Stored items
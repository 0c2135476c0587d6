//! Compile-time struct metadata (SPEC_FULL.md §3, §9).
//!
//! `#[derive(Input)]`/`#[derive(Output)]` (in `apiruntime-macros`) emit a
//! `StructMetadata` literal built once behind a `OnceLock` and handed out as
//! a `&'static` reference. No runtime reflection happens anywhere in this
//! crate; this module just defines the shape the macro emits into and the
//! decoder/unmarshaler read from.
use std::collections::HashMap;

#[derive(Debug, Clone, Copy, PartialEq, Eq, Hash)]
pub enum Location {
	Query,
	Path,
	Header,
	Cookie,
	Body,
}

impl Location {
	pub fn as_str(self) -> &'static str {
		match self {
			Location::Query => "query",
			Location::Path => "path",
			Location::Header => "header",
			Location::Cookie => "cookie",
			Location::Body => "body",
		}
	}

	pub fn parse(s: &str) -> Option<Location> {
		Some(match s {
			"query" => Location::Query,
			"path" => Location::Path,
			"header" => Location::Header,
			"cookie" => Location::Cookie,
			"body" => Location::Body,
			_ => return None,
		})
	}
}

#[derive(Debug, Clone, Copy, PartialEq, Eq, Hash)]
pub enum Style {
	Form,
	Simple,
	Matrix,
	Label,
	SpaceDelimited,
	PipeDelimited,
	DeepObject,
}

impl Style {
	/// Default style for a location, per SPEC_FULL.md §4.3.
	pub fn default_for(location: Location) -> Style {
		match location {
			Location::Query | Location::Cookie => Style::Form,
			Location::Path | Location::Header => Style::Simple,
			Location::Body => Style::Form,
		}
	}

	pub fn default_explode(self) -> bool {
		matches!(self, Style::Form | Style::DeepObject)
	}

	pub fn as_str(self) -> &'static str {
		match self {
			Style::Form => "form",
			Style::Simple => "simple",
			Style::Matrix => "matrix",
			Style::Label => "label",
			Style::SpaceDelimited => "spaceDelimited",
			Style::PipeDelimited => "pipeDelimited",
			Style::DeepObject => "deepObject",
		}
	}

	pub fn parse(s: &str) -> Option<Style> {
		Some(match s {
			"form" => Style::Form,
			"simple" => Style::Simple,
			"matrix" => Style::Matrix,
			"label" => Style::Label,
			"spaceDelimited" => Style::SpaceDelimited,
			"pipeDelimited" => Style::PipeDelimited,
			"deepObject" => Style::DeepObject,
			_ => return None,
		})
	}

	/// The compatibility table in SPEC_FULL.md §4.3: which (location, style)
	/// pairs are legal. Checked once, at route-registration time.
	pub fn compatible(location: Location, style: Style) -> bool {
		use Location::*;
		use Style::*;
		matches!(
			(location, style),
			(Query, Form) | (Query, SpaceDelimited) | (Query, PipeDelimited) | (Query, DeepObject)
				| (Path, Simple) | (Path, Label) | (Path, Matrix)
				| (Header, Simple)
				| (Cookie, Form)
		)
	}
}

#[derive(Debug, Clone)]
pub enum BodyKind {
	Structured,
	File,
	Multipart,
}

impl BodyKind {
	pub fn parse(s: &str) -> Option<BodyKind> {
		Some(match s {
			"structured" => BodyKind::Structured,
			"file" => BodyKind::File,
			"multipart" => BodyKind::Multipart,
			_ => return None,
		})
	}
}

/// One field of an `Input`/`Output` struct, as emitted by the derive macro.
#[derive(Debug, Clone)]
pub struct FieldMetadata {
	pub struct_field_name: &'static str,
	pub map_key: &'static str,
	pub index: usize,
	pub type_name: &'static str,
	pub embedded: bool,
	pub default: Option<&'static str>,
	pub location: Option<Location>,
	pub style: Option<Style>,
	pub explode: bool,
	pub required: bool,
	pub body_kind: Option<BodyKind>,
	pub header_name: Option<&'static str>,
	pub validate: Option<&'static str>,
	/// Set by the derive macro from the field's own Rust type (`classify()`
	/// in `apiruntime-macros`): true when the field is a nested `Input`
	/// struct (or `Option` of one), i.e. the decoder must build a
	/// `Value::Map` for it rather than a `Value::List`. Needed because the
	/// decoder only ever sees strings off the wire — for the object-
	/// serialization cells of SPEC_FULL.md §4.3's table that share a comma/
	/// dot-delimited shape with the array cells (query form non-explode,
	/// path simple, path label, header simple), the raw text alone can't
	/// distinguish "a,b,c" (array) from "field1,v1,field2,v2" (object).
	pub object_shaped: bool,
}

impl FieldMetadata {
	pub fn location_prefix(&self) -> String {
		match self.location {
			Some(loc) => format!("{}.{}", loc.as_str(), self.map_key),
			None => self.map_key.to_string(),
		}
	}

	/// Called once per field from the `#[derive(Input)]`/`#[derive(Output)]`
	/// generated `metadata()` builder (itself run once behind a `OnceLock`).
	/// Feeds the raw `#[schema(...)]`/`#[body(...)]`/`#[default(...)]`/
	/// `#[header(...)]`/`#[validate(...)]` attribute strings the macro
	/// captured verbatim through `crate::tag::parse` — this is the one place
	/// the tag parser's grammar (SPEC_FULL.md §4.1) actually runs.
	#[allow(clippy::too_many_arguments)]
	pub fn from_tags(
		struct_field_name: &'static str,
		type_name: &'static str,
		index: usize,
		embedded: bool,
		schema_tag: Option<&str>,
		body_tag: Option<&str>,
		default_tag: Option<&'static str>,
		header_tag: Option<&'static str>,
		validate_tag: Option<&'static str>,
		object_shaped: bool,
	) -> FieldMetadata {
		let parsed = schema_tag.map(crate::tag::parse).unwrap_or_default();
		let map_key = parsed.name.clone().unwrap_or_else(|| struct_field_name.to_string());
		let location = parsed.get("location").and_then(Location::parse);
		let style = parsed
			.get("style")
			.and_then(Style::parse)
			.or_else(|| location.map(Style::default_for));
		let explode = parsed
			.get("explode")
			.map(|v| v == "true")
			.unwrap_or_else(|| style.map(Style::default_explode).unwrap_or(false));
		let required = parsed
			.get("required")
			.map(|v| v == "true")
			.unwrap_or(matches!(location, Some(Location::Path)));
		let body_kind = body_tag.and_then(BodyKind::parse);

		// Leak the computed String onto a 'static lifetime: metadata is built
		// exactly once per type (OnceLock) and lives for the process, so a
		// leak here is a one-time, bounded cost, not a per-request one.
		let map_key: &'static str = Box::leak(map_key.into_boxed_str());

		FieldMetadata {
			struct_field_name,
			map_key,
			index,
			type_name,
			embedded,
			default: default_tag,
			location,
			style,
			explode,
			required,
			body_kind,
			header_name: header_tag,
			validate: validate_tag,
			object_shaped,
		}
	}
}

/// Metadata for one `Input`/`Output` struct, built once and cached by the
/// macro-generated code behind a `OnceLock<StructMetadata>`.
#[derive(Debug, Clone)]
pub struct StructMetadata {
	pub name: &'static str,
	pub fields: Vec<FieldMetadata>,
	pub location_by_namespace: HashMap<String, String>,
}

impl StructMetadata {
	pub fn new(name: &'static str, fields: Vec<FieldMetadata>) -> Self {
		let mut location_by_namespace = HashMap::new();
		for f in &fields {
			location_by_namespace.insert(f.struct_field_name.to_string(), f.location_prefix());
		}
		Self { name, fields, location_by_namespace }
	}

	pub fn field(&self, struct_field_name: &str) -> Option<&FieldMetadata> {
		self.fields.iter().find(|f| f.struct_field_name == struct_field_name)
	}
}

#[cfg(test)]
mod tests {
	use super::*;

	#[test]
	fn style_defaults_match_table() {
		assert_eq!(Style::default_for(Location::Query), Style::Form);
		assert_eq!(Style::default_for(Location::Cookie), Style::Form);
		assert_eq!(Style::default_for(Location::Path), Style::Simple);
		assert_eq!(Style::default_for(Location::Header), Style::Simple);
		assert!(Style::Form.default_explode());
		assert!(Style::DeepObject.default_explode());
		assert!(!Style::Simple.default_explode());
	}

	#[test]
	fn compatibility_table() {
		assert!(Style::compatible(Location::Query, Style::Form));
		assert!(Style::compatible(Location::Query, Style::DeepObject));
		assert!(!Style::compatible(Location::Cookie, Style::Label));
		assert!(!Style::compatible(Location::Header, Style::Matrix));
		assert!(Style::compatible(Location::Path, Style::Matrix));
	}
}
//! Transactional database over the in-memory tables
//!
//! - One writer at a time (`RwLock` write guard held for the whole transaction)
//! - Readers see only committed state
//! - Every mutation is applied eagerly and its inverse recorded; on any
//!   failure the inverses are applied in reverse order
//! - A transaction commits only once its journal record is appended
//! - On open, the journal is replayed from byte 0; any corruption aborts
//!   the open

use std::path::Path;
use std::sync::{Arc, Mutex, RwLock};

use crate::observability::{
    log_event_with_fields, Event, HealthCheck, Logger, MetricsRegistry, ObservationScope,
};

use super::errors::{StorageError, StorageResult};
use super::journal::{FileJournal, Journal, JournalReader, NullJournal, SyncMode};
use super::mutation::Mutation;
use super::tables::Tables;

/// Statistics from journal replay
#[derive(Debug, Clone, Copy, Default, PartialEq, Eq)]
pub struct ReplayStats {
    pub records_replayed: u64,
    pub mutations_applied: u64,
    pub final_sequence: u64,
    pub final_offset: u64,
}

pub struct Database {
    tables: RwLock<Tables>,
    journal: Mutex<Box<dyn Journal>>,
    metrics: Arc<MetricsRegistry>,
    replay_stats: ReplayStats,
}

impl Database {
    /// A database that keeps nothing across restarts
    pub fn in_memory(metrics: Arc<MetricsRegistry>) -> Self {
        Self::with_journal(Box::new(NullJournal::new()), metrics)
    }

    /// Empty tables over the given journal. No replay is performed.
    pub fn with_journal(journal: Box<dyn Journal>, metrics: Arc<MetricsRegistry>) -> Self {
        Self {
            tables: RwLock::new(Tables::new()),
            journal: Mutex::new(journal),
            metrics,
            replay_stats: ReplayStats::default(),
        }
    }

    /// Open the database under `data_dir`, replaying its journal.
    pub fn open(
        data_dir: &Path,
        sync_mode: SyncMode,
        metrics: Arc<MetricsRegistry>,
    ) -> StorageResult<Self> {
        let path = FileJournal::journal_path(data_dir);
        let path_display = path.display().to_string();
        let scope = ObservationScope::with_fields(Event::JournalReplay, &[("path", &path_display)]);

        let mut tables = Tables::new();
        let stats = if path.exists() {
            match Self::replay(&path, &mut tables) {
                Ok(stats) => stats,
                Err(e) => {
                    log_event_with_fields(
                        Event::JournalCorruption,
                        &[("path", &path_display), ("error", &e.to_string())],
                    );
                    scope.fail(e.message());
                    return Err(e);
                }
            }
        } else {
            ReplayStats::default()
        };

        let journal = FileJournal::open(data_dir, sync_mode, stats.final_sequence + 1)?;

        scope.complete_with_fields(&[
            ("records", &stats.records_replayed.to_string()),
            ("mutations", &stats.mutations_applied.to_string()),
        ]);

        Ok(Self {
            tables: RwLock::new(tables),
            journal: Mutex::new(Box::new(journal)),
            metrics,
            replay_stats: stats,
        })
    }

    fn replay(path: &Path, tables: &mut Tables) -> StorageResult<ReplayStats> {
        let mut reader = JournalReader::open(path)?;
        let mut stats = ReplayStats::default();

        while let Some(record) = reader.read_next()? {
            for mutation in &record.mutations {
                tables.apply(mutation).map_err(|e| {
                    StorageError::corruption_at_sequence(
                        record.sequence,
                        format!("{} record cannot be applied: {}", mutation.kind(), e.message()),
                    )
                })?;
                stats.mutations_applied += 1;
            }
            stats.records_replayed += 1;
        }

        stats.final_sequence = reader.last_sequence();
        stats.final_offset = reader.offset();
        Ok(stats)
    }

    pub fn replay_stats(&self) -> ReplayStats {
        self.replay_stats
    }

    pub fn metrics(&self) -> &Arc<MetricsRegistry> {
        &self.metrics
    }

    /// Sequence of the last committed journal record
    pub fn journal_sequence(&self) -> StorageResult<u64> {
        let journal = self.journal.lock().map_err(|_| StorageError::lock_poisoned())?;
        Ok(journal.last_sequence())
    }

    /// Run `f` against a consistent snapshot of committed state.
    pub fn read<T>(&self, f: impl FnOnce(&Tables) -> T) -> StorageResult<T> {
        let tables = self.tables.read().map_err(|_| StorageError::lock_poisoned())?;
        Ok(f(&tables))
    }

    /// Run `f` as one atomic unit.
    ///
    /// All mutations applied through the `Transaction` become visible and
    /// durable together, or not at all. An `Err` from `f`, a rejected
    /// mutation, or a failed journal append undoes everything.
    pub fn transaction<T, E, F>(&self, f: F) -> Result<T, E>
    where
        F: FnOnce(&mut Transaction<'_>) -> Result<T, E>,
        E: From<StorageError>,
    {
        self.transaction_then(f, |_| ())
    }

    /// Like `transaction`, then run `on_commit` with the result before the
    /// write lock is released.
    ///
    /// Commits are serialised by the lock, so anything `on_commit` does is
    /// ordered exactly as the commits are. `on_commit` must not block or
    /// touch this database.
    pub fn transaction_then<T, E, F, C>(&self, f: F, on_commit: C) -> Result<T, E>
    where
        F: FnOnce(&mut Transaction<'_>) -> Result<T, E>,
        C: FnOnce(&T),
        E: From<StorageError>,
    {
        let mut tables = self.tables.write().map_err(|_| StorageError::lock_poisoned())?;
        let mut txn = Transaction::new(&mut tables);

        let value = match f(&mut txn) {
            Ok(value) => value,
            Err(e) => {
                txn.rollback("operation failed");
                self.metrics.increment_transactions_rolled_back();
                return Err(e);
            }
        };

        if txn.is_empty() {
            on_commit(&value);
            return Ok(value);
        }

        let mut journal = match self.journal.lock() {
            Ok(journal) => journal,
            Err(_) => {
                txn.rollback("journal lock poisoned");
                self.metrics.increment_transactions_rolled_back();
                return Err(StorageError::lock_poisoned().into());
            }
        };

        let bytes_before = journal.bytes_written();
        let appended = journal.append(&txn.applied);
        match appended {
            Ok(_) => {
                self.metrics
                    .record_journal_append(journal.bytes_written().saturating_sub(bytes_before));
                self.metrics.increment_transactions_committed();
                drop(journal);
                on_commit(&value);
                Ok(value)
            }
            Err(e) => {
                log_event_with_fields(Event::JournalAppendFailed, &[("error", &e.to_string())]);
                txn.rollback("journal append failed");
                self.metrics.increment_transactions_rolled_back();
                Err(e.into())
            }
        }
    }
}

impl HealthCheck for Database {
    fn name(&self) -> &str {
        "storage"
    }

    fn is_healthy(&self) -> bool {
        if self.tables.is_poisoned() {
            return false;
        }
        self.journal
            .lock()
            .map(|journal| journal.is_writable())
            .unwrap_or(false)
    }
}

/// Mutations applied so far in one transaction, with their inverses.
pub struct Transaction<'a> {
    tables: &'a mut Tables,
    applied: Vec<Mutation>,
    undo: Vec<Mutation>,
}

impl<'a> Transaction<'a> {
    fn new(tables: &'a mut Tables) -> Self {
        Self {
            tables,
            applied: Vec::new(),
            undo: Vec::new(),
        }
    }

    /// State as seen inside this transaction, including its own writes
    pub fn tables(&self) -> &Tables {
        self.tables
    }

    pub fn apply(&mut self, mutation: Mutation) -> StorageResult<()> {
        let inverse = self.tables.apply(&mutation)?;
        self.undo.push(inverse);
        self.applied.push(mutation);
        Ok(())
    }

    pub fn is_empty(&self) -> bool {
        self.applied.is_empty()
    }

    fn rollback(self, reason: &str) {
        let count = self.undo.len().to_string();
        for inverse in self.undo.into_iter().rev() {
            if let Err(e) = self.tables.apply(&inverse) {
                Logger::fatal(
                    Event::TransactionRollback.as_str(),
                    &[("inverse", inverse.kind()), ("error", &e.to_string())],
                );
            }
        }
        log_event_with_fields(
            Event::TransactionRollback,
            &[("reason", reason), ("mutations", &count)],
        );
    }
}
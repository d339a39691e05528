//! Storage: tables, transactions and the journal
//!
//! State lives in memory as BTreeMap tables. Every committed transaction
//! is appended to a checksummed journal before it is acknowledged, and the
//! journal is replayed from byte 0 on open.
//!
//! - Checksums on every journal record
//! - Halt on corruption: a bad record refuses the open
//! - Rejected mutations leave the tables untouched

mod checksum;
mod database;
mod errors;
mod journal;
mod mutation;
mod tables;

pub use checksum::{compute_checksum, verify_checksum};
pub use database::{Database, ReplayStats, Transaction};
pub use errors::{Severity, StorageError, StorageErrorCode, StorageResult};
pub use journal::{FileJournal, Journal, JournalReader, JournalRecord, NullJournal, SyncMode};
pub use mutation::Mutation;
pub use tables::{TableStats, Tables};
//! Command-line interface
//!
//! One operation per invocation against the data directory named in the
//! config file. Output is a single JSON envelope on stdout.

mod args;
mod commands;
mod errors;
mod io;

pub use args::{Cli, Command};
pub use commands::{execute, init, run, run_command};
pub use errors::{CliError, CliErrorCode, CliResult};
pub use io::{error_envelope, read_json_file, success_envelope, write_error, write_response};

## TASK REQUIREMENTS
Which of the lines above carry the string "SpaceDelimited"? Pick them out and copy them.

## SOLUTION TO THIS PROBLEM
	SpaceDelimited,
			Style::SpaceDelimited => "spaceDelimited",
			"spaceDelimited" => Style::SpaceDelimited,
			(Query, Form) | (Query, SpaceDelimited) | (Query, PipeDelimited) | (Query, DeepObject)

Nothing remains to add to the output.